Экспортная ориентация обязывала Россию сохранить значение главной житницы Европы. Главным в этом отношении оставался рынок Германии, поэтому отказываться от него было нецелесообразно, особенно если союзники не обеспечат надлежащие условия для нашего сбыта и не перестанут отдавать предпочтение своим колониям.[29] Другой важный момент экономических перспектив — экспорт промышленной продукции с добавленной стоимостью. Россия имела прекрасные возможности для переоборудования предприятий и роста промышленного производства. Трудовые резервы был огромны. Прогнозировалось, что в ближайшие 30 лет Россия по численности населения обгонит все европейские страны. К середине XX века ее население должно было достигнуть 344 млн чел., в то время как население всей Европы — 336 млн.[30] К этому нужно добавить дешевизну российской рабочей силы: средняя зарплата в Англии составляла около 550 руб. в год, во Франции — 540, в Германии — 450, а в России — 250 руб.[31] Эти преимущества могли стать мощным фактором индустриального подъема.

Важный практический вопрос, который требовал согласования на конференции, касался подданных вражеских стран, а также принадлежащих им активов и имуществ. Союзники настаивали на усилении ограничительных мер. В России это вызывало недоумение, так как у нас в этом отношении уже было сделано гораздо больше, чем в той же Франции или Англии.[32] По отношению к предприятиям, принадлежавшим «неприятельским подданным», применялись две меры: либо секвестр, либо принудительное управление; этой категории лиц запрещено владеть землей. В результате перераспределению через Крестьянский банк подлежали площади земли, почти в два раза превышающие территорию Бельгии.[33] Упорство союзников в этом вопросе заставляло думать, что они попросту расчищают российский рынок для себя.

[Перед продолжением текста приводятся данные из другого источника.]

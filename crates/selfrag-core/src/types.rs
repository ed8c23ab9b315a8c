//! Shared value types: LLM call results, workflow states, trace events

use std::fmt;

use chrono::{DateTime, Utc};
use serde::{Deserialize, Serialize};

/// Generation parameters passed through to a model call.
#[derive(Debug, Clone, Default, Serialize, Deserialize)]
pub struct LLMConfig {
    #[serde(skip_serializing_if = "Option::is_none")]
    pub temperature: Option<f32>,
    #[serde(skip_serializing_if = "Option::is_none")]
    pub max_tokens: Option<u32>,
}

impl LLMConfig {
    /// Deterministic-leaning configuration used by the grading oracles.
    pub fn deterministic() -> Self {
        Self {
            temperature: Some(0.0),
            max_tokens: None,
        }
    }
}

#[derive(Debug, Clone, Copy, PartialEq, Eq, Serialize, Deserialize)]
pub struct TokenUsage {
    pub prompt_tokens: u32,
    pub completion_tokens: u32,
    pub total_tokens: u32,
}

impl TokenUsage {
    pub fn new(prompt_tokens: u32, completion_tokens: u32) -> Self {
        Self {
            prompt_tokens,
            completion_tokens,
            total_tokens: prompt_tokens + completion_tokens,
        }
    }
}

#[derive(Debug, Clone, Serialize, Deserialize)]
pub struct LLMResponse {
    pub content: String,
    #[serde(skip_serializing_if = "Option::is_none")]
    pub model: Option<String>,
    #[serde(skip_serializing_if = "Option::is_none")]
    pub usage: Option<TokenUsage>,
}

impl LLMResponse {
    pub fn new(content: impl Into<String>) -> Self {
        Self {
            content: content.into(),
            model: None,
            usage: None,
        }
    }

    pub fn with_model(mut self, model: impl Into<String>) -> Self {
        self.model = Some(model.into());
        self
    }

    pub fn with_usage(mut self, usage: TokenUsage) -> Self {
        self.usage = Some(usage);
        self
    }
}

/// Nodes of the retrieval loop. `Accept` and `Abort` are terminal.
#[derive(Debug, Clone, Copy, PartialEq, Eq, Hash, Serialize, Deserialize)]
#[serde(rename_all = "snake_case")]
pub enum WorkflowState {
    Retrieve,
    GradeDocuments,
    Generate,
    TransformQuery,
    Accept,
    Abort,
}

impl WorkflowState {
    pub fn as_str(&self) -> &'static str {
        match self {
            WorkflowState::Retrieve => "retrieve",
            WorkflowState::GradeDocuments => "grade_documents",
            WorkflowState::Generate => "generate",
            WorkflowState::TransformQuery => "transform_query",
            WorkflowState::Accept => "accept",
            WorkflowState::Abort => "abort",
        }
    }

    pub fn is_terminal(&self) -> bool {
        matches!(self, WorkflowState::Accept | WorkflowState::Abort)
    }
}

impl fmt::Display for WorkflowState {
    fn fmt(&self, f: &mut fmt::Formatter<'_>) -> fmt::Result {
        f.write_str(self.as_str())
    }
}

/// Snapshot emitted after each executed node so a caller can render progress
/// without reaching into the session state.
#[derive(Debug, Clone, Serialize, Deserialize)]
pub struct TraceEvent {
    pub state: WorkflowState,
    pub step: u32,
    pub question: String,
    #[serde(skip_serializing_if = "Option::is_none")]
    pub generation: Option<String>,
    pub document_count: usize,
    pub timestamp: DateTime<Utc>,
}

#[cfg(test)]
mod tests {
    use super::*;

    #[test]
    fn test_workflow_state_terminal() {
        assert!(WorkflowState::Accept.is_terminal());
        assert!(WorkflowState::Abort.is_terminal());
        assert!(!WorkflowState::Retrieve.is_terminal());
        assert!(!WorkflowState::Generate.is_terminal());
    }

    #[test]
    fn test_workflow_state_serde() {
        let json = serde_json::to_string(&WorkflowState::GradeDocuments).unwrap();
        assert_eq!(json, "\"grade_documents\"");
        let state: WorkflowState = serde_json::from_str("\"transform_query\"").unwrap();
        assert_eq!(state, WorkflowState::TransformQuery);
    }

    #[test]
    fn test_token_usage_total() {
        let usage = TokenUsage::new(120, 40);
        assert_eq!(usage.total_tokens, 160);
    }

    #[test]
    fn test_llm_response_builders() {
        let response = LLMResponse::new("hello")
            .with_model("test-model")
            .with_usage(TokenUsage::new(1, 2));
        assert_eq!(response.content, "hello");
        assert_eq!(response.model.as_deref(), Some("test-model"));
        assert_eq!(response.usage.unwrap().total_tokens, 3);
    }
}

В то же время на призывы России сократить немецкое присутствие в Китае Лондон и Париж отвечали вяло и в самой общей форме. Предложения расторгнуть банковские консорциумы, предоставляющие [стр.64-65] займы Китаю, и устранить таким образом Германию тоже не встречали у них понимания, и это понятно: ведь Германия участвовала в этих проектах совместно с банками не союзных нам стран. С русскими финансовыми структурами подобных соглашений по Китаю не было, кроме двусторонних займов с германскими банками, действие которых утратило силу с началом войны.[34] Тревожила Россию и продолжающаяся германская активность в Монголии: там прочно обосновались несколько немецких фирм, целенаправленно скупавших крупные объемы шерсти и кож. В результате только 1/10 местного сырья попадала в Россию, а 9/10 шли преимущественно в Гамбург. Однако и эта проблема оставляла наших партнеров равнодушными.[35]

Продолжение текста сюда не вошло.